Thank God for the internet.  We now are able to see other UC treatment options that have been studied and used elsewhere with great success.  These are things we wouldn't hear about from our GI since they are not part of their protocol.   

Fecal transplant:  50%+ success rate for UC. (90% for cdiff).

LDN:  65% UC success rate. 

Diet:  Adjunctive therapy at least.

Many more:  Let us know what's worked for you.  

Like any treatment, you must follow proper protocols.  When I say "success", I'm referring to long term remission.  You might not have success, you may have with still needing some meds, who knows.....but isn't it worth a try?             

Posted 1/27/2012 12:47 PM (GMT 0)
trojen,

Alternatives - definitely worth a try!

I've always kept FT in my back pocket, if and when I ever needed it... but with the success of remission of LDN + diet, that's no longer something I need to worry about.

I would certainly urge anyone to try LDN + diet, complemented with a bunch of supplements. :-)

Posted 1/27/2012 2:33 PM (GMT 0)
CONGRATS to you InSoFla....I'm so happy for you. Your living proof of thinking outside the box to save your colon. GI's won't/can't prescribe alternatives. They run through their list of FDA drugs and then onto surgery....its a real shame.

LDN transdermal is the next move for us if needed. Thanks for sharing and enjoy feeling well. Keep us posted!
Posted 1/27/2012 3:08 PM (GMT 0)
Trojen,
I think alternatives are completely worth it.. I don't want to be dependent on a lot of FDA drugs. It seems to me that with regular scripts, at some point they start to not work as well and you have to either up the dosage or switch to something else. I think that the more natural you can have going for you the better your body can heal itself or at least maintain itself to the best it can.
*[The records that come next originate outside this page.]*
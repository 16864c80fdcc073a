//! Prometheus metrics registry and instruments.
//!
//! This module is framework-agnostic and can be used from any layer.

use lazy_static::lazy_static;
use prometheus::{HistogramOpts, IntCounter, IntCounterVec, Opts, Registry};

lazy_static! {
    /// Global Prometheus registry
    pub static ref REGISTRY: Registry = Registry::new();

    // Upstream API metrics
    pub static ref UPSTREAM_REQUESTS_TOTAL: IntCounterVec = IntCounterVec::new(
        Opts::new("bookstash_upstream_requests_total", "Total number of upstream API requests"),
        &["endpoint", "status"]
    ).expect("metric can be created");
    pub static ref UPSTREAM_REQUEST_DURATION_SECONDS: prometheus::HistogramVec = prometheus::HistogramVec::new(
        HistogramOpts::new(
            "bookstash_upstream_request_duration_seconds",
            "Upstream API request duration in seconds"
        ).buckets(vec![0.01, 0.05, 0.1, 0.25, 0.5, 1.0, 2.5, 5.0, 10.0, 30.0]),
        &["endpoint"]
    ).expect("metric can be created");

    // Retrieval engine metrics
    pub static ref FETCH_RUNS_TOTAL: IntCounterVec = IntCounterVec::new(
        Opts::new("bookstash_fetch_runs_total", "Total number of bookmark retrieval runs"),
        &["tier", "outcome"]
    ).expect("metric can be created");
    pub static ref PAGES_FETCHED_TOTAL: IntCounter = IntCounter::new(
        "bookstash_pages_fetched_total",
        "Total number of bookmark pages fetched from upstream"
    ).expect("metric can be created");
    pub static ref BOOKMARKS_FETCHED_TOTAL: IntCounter = IntCounter::new(
        "bookstash_bookmarks_fetched_total",
        "Total number of bookmark items fetched from upstream"
    ).expect("metric can be created");

    // Billing metrics
    pub static ref PAYMENTS_CREDITED_TOTAL: IntCounter = IntCounter::new(
        "bookstash_payments_credited_total",
        "Total number of payment events credited to a quota"
    ).expect("metric can be created");
    pub static ref PAYMENTS_DUPLICATE_TOTAL: IntCounter = IntCounter::new(
        "bookstash_payments_duplicate_total",
        "Total number of payment events skipped as already processed"
    ).expect("metric can be created");

    // Error metrics
    pub static ref ERRORS_TOTAL: IntCounterVec = IntCounterVec::new(
        Opts::new("bookstash_errors_total", "Total number of errors surfaced to callers"),
        &["type"]
    ).expect("metric can be created");
}

/// Register all instruments with the global registry.
///
/// Must be called exactly once at startup, before the server begins
/// accepting requests.
pub fn init_metrics() {
    REGISTRY
        .register(Box::new(UPSTREAM_REQUESTS_TOTAL.clone()))
        .expect("UPSTREAM_REQUESTS_TOTAL can be registered");
    REGISTRY
        .register(Box::new(UPSTREAM_REQUEST_DURATION_SECONDS.clone()))
        .expect("UPSTREAM_REQUEST_DURATION_SECONDS can be registered");
    REGISTRY
        .register(Box::new(FETCH_RUNS_TOTAL.clone()))
        .expect("FETCH_RUNS_TOTAL can be registered");
    REGISTRY
        .register(Box::new(PAGES_FETCHED_TOTAL.clone()))
        .expect("PAGES_FETCHED_TOTAL can be registered");
    REGISTRY
        .register(Box::new(BOOKMARKS_FETCHED_TOTAL.clone()))
        .expect("BOOKMARKS_FETCHED_TOTAL can be registered");
    REGISTRY
        .register(Box::new(PAYMENTS_CREDITED_TOTAL.clone()))
        .expect("PAYMENTS_CREDITED_TOTAL can be registered");
    REGISTRY
        .register(Box::new(PAYMENTS_DUPLICATE_TOTAL.clone()))
        .expect("PAYMENTS_DUPLICATE_TOTAL can be registered");
    REGISTRY
        .register(Box::new(ERRORS_TOTAL.clone()))
        .expect("ERRORS_TOTAL can be registered");
}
Have you tried any supplements? I know I ask this to everyone but it has helped me tremendously... maybe you could consult a nutritionist that specializes in children?
I hope you guys get a great outcome! I am 35 and cannot imagine this mess at 5 years old... Best Wishes!!
Posted 1/27/2012 5:06 PM (GMT 0)
Thanks LivingAgain,

We do use supplements. Healthy diet, probiotics, mult-vitamin, etc. We are going to experiment with wild oregano oil the next time he gets strep....I guess it is just as effective as abx, but used as a gargle.
Posted 1/27/2012 5:15 PM (GMT 0)
I am all for alternatives. I am currently using regular medication but if they failed, I would try a lot of the alternative treatments.

Another interesting alternative that a few board mebers have had incredible success with is Triple Antibiotic Therapy.
Posted 1/27/2012 5:17 PM (GMT 0)
Don't forget acupuncture. I've had some success with that to go into remission.
Posted 1/27/2012 7:01 PM (GMT 0)
Meds never worked for me although prednisone used to eventually get me out of a flare at great cost, but it no longer works.

I think about the days leading to hospitalization, down 60 lbs and not knowing what would happen as I was constantly bleeding - death I figured. I wore red shorts and took my daughter to the lake on a short walk. I knew I was going to the hospital after that but did not know if I would see her again.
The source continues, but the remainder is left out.